Granted there are bigger issues that play into all of this- patient finances, expectations, availability of specialist if needed. Yada yada yada I get it. But the biggest piece that education and experience has taught me is to not compromise. Yes some patients will leave but many more will find you because of your thorough nature and lack of complications.
Why do some doctors have a thiriving practice and others barely struggle. Ill give you a hint- one does dentistry on the patients terms, the other does it on their terms. Ill let you figure out which is which.
Dentistry is hard enough- Don't make it more difficult on yourself unnecessarily by trying to do procedures that you know will just make the whole case more difficult. And when its more difficult, its more stressful because the chance of failure is higher.
Sorry for the long rant..... feedback welcome.
I agree with everything Sam said. My only point was that the case as presented (and we have no x-rays or photos to help) sounds more like a gingival problem (if any) rather than a boney problem. Assuming a need to break the contact on the mesial, any axial reduction can probably flow up on the buccal and lingual towards the distal, as in my poor attempt at art below. In that case the tissue is easy to manage. When you have a lot of enamel to bond too, then dropping margins sub-g when they are not needed will only iatrogenically a create more a difficult situation like Sam describes. Many of our difficulties come because we stay stuck in a conventional crown prep design.
Gary-
I agree with you but I wasnt talking specifcially about this one situation but more in general.
Thanks! One of my colleagues I heard through the 'grapevine' had had problems with at least one Cerec breaking after delivery and I wondered if it wasn't because of not enough occlusal reduction (could have been for some other reason also.)
I think Bob and Ross are spot on. Terrific advice in this thread!
Every restoration has risk of failure, but that risk increases significantly when considerations such as prep design, material selection, bond vs cement, isolation, etc., are ignored or not given due attention.
Thanks! I am trying to 'wrap' my brain around the idea that Cerec doesn't need the same parameters of a prep as we were taught for standard PBM's in dental school (i.e. 2 to 5 degree axial wall taper and 3 mm axial wall height.) Our one Cerec trainer said that he uses a 'plus groove' on the occlusal table and 0 mm axial wall (i.e. level to the gum) at least on some of his preps. I keep this in mind and I always try to engineer into the Cerec prep a little cushion and approach the standard prep because I don't want patients coming back in and saying, "Dr. why is my crown in my hand and not on my tooth?"

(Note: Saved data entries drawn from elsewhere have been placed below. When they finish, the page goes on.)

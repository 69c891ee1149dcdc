// SPDX-License-Identifier: MIT
// Copyright 2026 Roland Dreier <roland@rolandd.dev>

//! Application error types with consistent API responses.

use axum::{
    http::StatusCode,
    response::{IntoResponse, Response},
    Json,
};
use serde::Serialize;

/// Application error type that converts to HTTP responses.
#[derive(Debug, thiserror::Error)]
pub enum AppError {
    #[error("Authentication required")]
    Unauthorized,

    #[error("Invalid or expired token")]
    InvalidToken,

    #[error("Resource not found: {0}")]
    NotFound(String),

    #[error("Invalid request: {0}")]
    BadRequest(String),

    /// No free messages left; the client should show the upgrade prompt.
    #[error("Free message quota exhausted: {0}")]
    QuotaExhausted(String),

    #[error("Chat completion API error: {0}")]
    LlmApi(String),

    #[error("Database error: {0}")]
    Database(String),

    #[error("Internal server error: {0}")]
    Internal(#[from] anyhow::Error),
}

/// JSON error response body
#[derive(Serialize)]
struct ErrorResponse {
    error: String,
    #[serde(skip_serializing_if = "Option::is_none")]
    details: Option<String>,
}

impl IntoResponse for AppError {
    fn into_response(self) -> Response {
        let (status, error, details) = match &self {
            AppError::Unauthorized => (StatusCode::UNAUTHORIZED, "unauthorized", None),
            AppError::InvalidToken => (StatusCode::UNAUTHORIZED, "invalid_token", None),
            AppError::NotFound(msg) => (StatusCode::NOT_FOUND, "not_found", Some(msg.clone())),
            AppError::BadRequest(msg) => {
                (StatusCode::BAD_REQUEST, "bad_request", Some(msg.clone()))
            }
            AppError::QuotaExhausted(msg) => (
                StatusCode::PAYMENT_REQUIRED,
                "quota_exhausted",
                Some(msg.clone()),
            ),
            AppError::LlmApi(msg) => {
                tracing::warn!(error = %msg, "Chat completion error");
                (StatusCode::BAD_GATEWAY, "llm_error", None)
            }
            AppError::Database(msg) => {
                tracing::error!(error = %msg, "Database error");
                (StatusCode::INTERNAL_SERVER_ERROR, "database_error", None)
            }
            AppError::Internal(err) => {
                tracing::error!(error = %err, "Internal server error");
                (StatusCode::INTERNAL_SERVER_ERROR, "internal_error", None)
            }
        };

        let body = ErrorResponse {
            error: error.to_string(),
            details,
        };

        (status, Json(body)).into_response()
    }
}

impl From<validator::ValidationErrors> for AppError {
    fn from(errors: validator::ValidationErrors) -> Self {
        AppError::BadRequest(errors.to_string())
    }
}

/// Result type alias for handlers
pub type Result<T> = std::result::Result<T, AppError>;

There's lots of thoughts on this subject 'flowing through the neurons,' and with significant 'zeal' I'm just going to dive in where I feel is best, with a question first: I feel I have to make the #'s work before I start using milling blocks to make temps and the time it takes and I'm not sure if I am 'immune' in this forum to start throwing out the '#'s' (vis-vis the Sherman Anti-Trust Act) and I guess I haven't used this forum enough to know if that's a 'kocher' discussion so, Can anyone help me with the issue of what can be discussed here as far as maybe regional averages of fees that can be charged for 'Crowns' (I guess that would then cover a temp needing to be milled in the Cerec machine?) Bottom line for me is: Being new at the Cerec crown/ machine processes, I am in the process of working on getting in place protocols and regimes that make the #'s work and gets the patient to the desired goal of optimized oral health and as an office with lots of PPO patients it can be challenging, I think, especially on the front end, to get these patients a treatment plan that works both cost-wise and oral health-wise since a significant # of these patients are to the point of complicated comprehensive oral rehabilitation prosthetics and I want to avoid, 'post-cement problems' with this new technology.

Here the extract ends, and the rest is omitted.